Cannabidiol and Sports Performance: A Narrative Review of Relevant Evidence and Recommendations for Future Research

Sports Medicine - Open Cover Image “Cannabidiol (CBD) is a non-intoxicating cannabinoid derived from Cannabis sativa. CBD initially drew scientific interest due to its anticonvulsant properties but increasing evidence of other therapeutic effects has attracted the attention of additional clinical and non-clinical populations, including athletes.

Unlike the intoxicating cannabinoid, Δ9-tetrahydrocannabinol (Δ9-THC), CBD is no longer prohibited by the World Anti-Doping Agency and appears to be safe and well-tolerated in humans. It has also become readily available in many countries with the introduction of over-the-counter “nutraceutical” products.

The aim of this narrative review was to explore various physiological and psychological effects of CBD that may be relevant to the sport and/or exercise context and to identify key areas for future research. As direct studies of CBD and sports performance are is currently lacking, evidence for this narrative review was sourced from preclinical studies and a limited number of clinical trials in non-athlete populations.

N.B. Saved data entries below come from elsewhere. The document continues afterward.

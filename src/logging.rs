//! Structured logging for cascade using the tracing crate.
//!
//! Configures a rolling file logger that writes to daily-rotated log files.
//! Follows the XDG Base Directory Specification for log file placement.
//! Does not output to terminal to avoid interfering with the TUI.
//! Automatically cleans up old log files, keeping only the 7 most recent days.

use dirs;
use std::fs;
use std::path::PathBuf;
use std::sync::OnceLock;
use tracing_appender::rolling;
use tracing_subscriber::prelude::*;

/// Global non-blocking guard holder to keep the appender alive for the program lifetime.
static APPENDER_GUARD: OnceLock<tracing_appender::non_blocking::WorkerGuard> = OnceLock::new();

/// Initializes the logging system with file-based output.
///
/// Sets up a non-blocking rolling file appender that rotates daily.
/// Log level is controlled by the RUST_LOG environment variable (defaults to "info").
///
/// # Errors
/// - If the log directory cannot be determined or created
/// - If the subscriber initialization fails
pub fn init_logging() -> Result<(), anyhow::Error> {
    let log_dir = get_log_dir()?;

    // Clean up old log files before initializing new logging
    if let Err(e) = cleanup_old_logs(&log_dir) {
        eprintln!("Warning: Failed to cleanup old logs: {}", e);
    }

    let file_appender = rolling::daily(&log_dir, "cascade.log");
    let (non_blocking, guard) = tracing_appender::non_blocking(file_appender);

    // Store the guard in a static to keep it alive for the program lifetime
    APPENDER_GUARD
        .set(guard)
        .map_err(|_| anyhow::anyhow!("Logging already initialized"))?;

    let env_filter = tracing_subscriber::EnvFilter::try_from_default_env()
        .unwrap_or_else(|_| tracing_subscriber::EnvFilter::new("info"));

    tracing_subscriber::registry()
        .with(env_filter)
        .with(
            tracing_subscriber::fmt::layer()
                .with_writer(non_blocking)
                .with_target(true)
                .with_level(true)
                .with_thread_ids(true)
                .with_ansi(false),
        )
        .init();

    tracing::debug!("Logging initialized. Log file: {}", log_dir.display());
    Ok(())
}

/// Determines the log directory, following XDG Base Directory Specification.
///
/// Prefers XDG_STATE_HOME if set, otherwise uses ~/.local/state/cascade.
///
/// # Errors
/// - If home directory cannot be determined
/// - If log directory cannot be created
pub fn get_log_dir() -> Result<PathBuf, anyhow::Error> {
    let log_dir = if let Ok(xdg_state) = std::env::var("XDG_STATE_HOME") {
        PathBuf::from(xdg_state).join("cascade")
    } else {
        let home = dirs::home_dir()
            .ok_or_else(|| anyhow::anyhow!("Could not determine home directory"))?;
        home.join(".local/state/cascade")
    };

    std::fs::create_dir_all(&log_dir)?;

    Ok(log_dir)
}

/// Cleans up old log files, keeping only the 7 most recent days.
///
/// This function runs at startup to prevent log files from accumulating indefinitely.
/// It removes log files that match the pattern `cascade.log.YYYY-MM-DD`.
///
/// # Errors
/// - If the log directory cannot be read
fn cleanup_old_logs(log_dir: &PathBuf) -> Result<(), anyhow::Error> {
    const MAX_LOG_FILES: usize = 7; // Keep 7 days worth of logs

    let mut log_files: Vec<_> = fs::read_dir(log_dir)?
        .filter_map(|entry| {
            let entry = entry.ok()?;
            let path = entry.path();
            let file_name = path.file_name()?.to_string_lossy().to_string();

            // Only consider files matching cascade.log.YYYY-MM-DD pattern
            if file_name.starts_with("cascade.log.") && file_name.matches('-').count() == 2 {
                let metadata = fs::metadata(&path).ok()?;
                let modified = metadata.modified().ok()?;
                Some((path, modified))
            } else {
                None
            }
        })
        .collect();

    // Sort by modification time (newest first)
    log_files.sort_by(|a, b| b.1.cmp(&a.1));

    // Remove files beyond the max count
    for (path, _) in log_files.iter().skip(MAX_LOG_FILES) {
        if let Err(e) = fs::remove_file(path) {
            tracing::warn!("Failed to delete old log file {}: {}", path.display(), e);
        }
    }

    Ok(())
}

Preclinical studies have observed robust anti-inflammatory, neuroprotective and analgesic effects of CBD in animal models. Preliminary preclinical evidence also suggests that CBD may protect against gastrointestinal damage associated with inflammation and promote healing of traumatic skeletal injuries. However, further research is required to confirm these observations.

Early stage clinical studies suggest that CBD may be anxiolytic in “stress-inducing” situations and in individuals with anxiety disorders. While some case reports indicate that CBD improves sleep, robust evidence is currently lacking. Cognitive function and thermoregulation appear to be unaffected by CBD while effects on food intake, metabolic function, cardiovascular function, and infection require further study.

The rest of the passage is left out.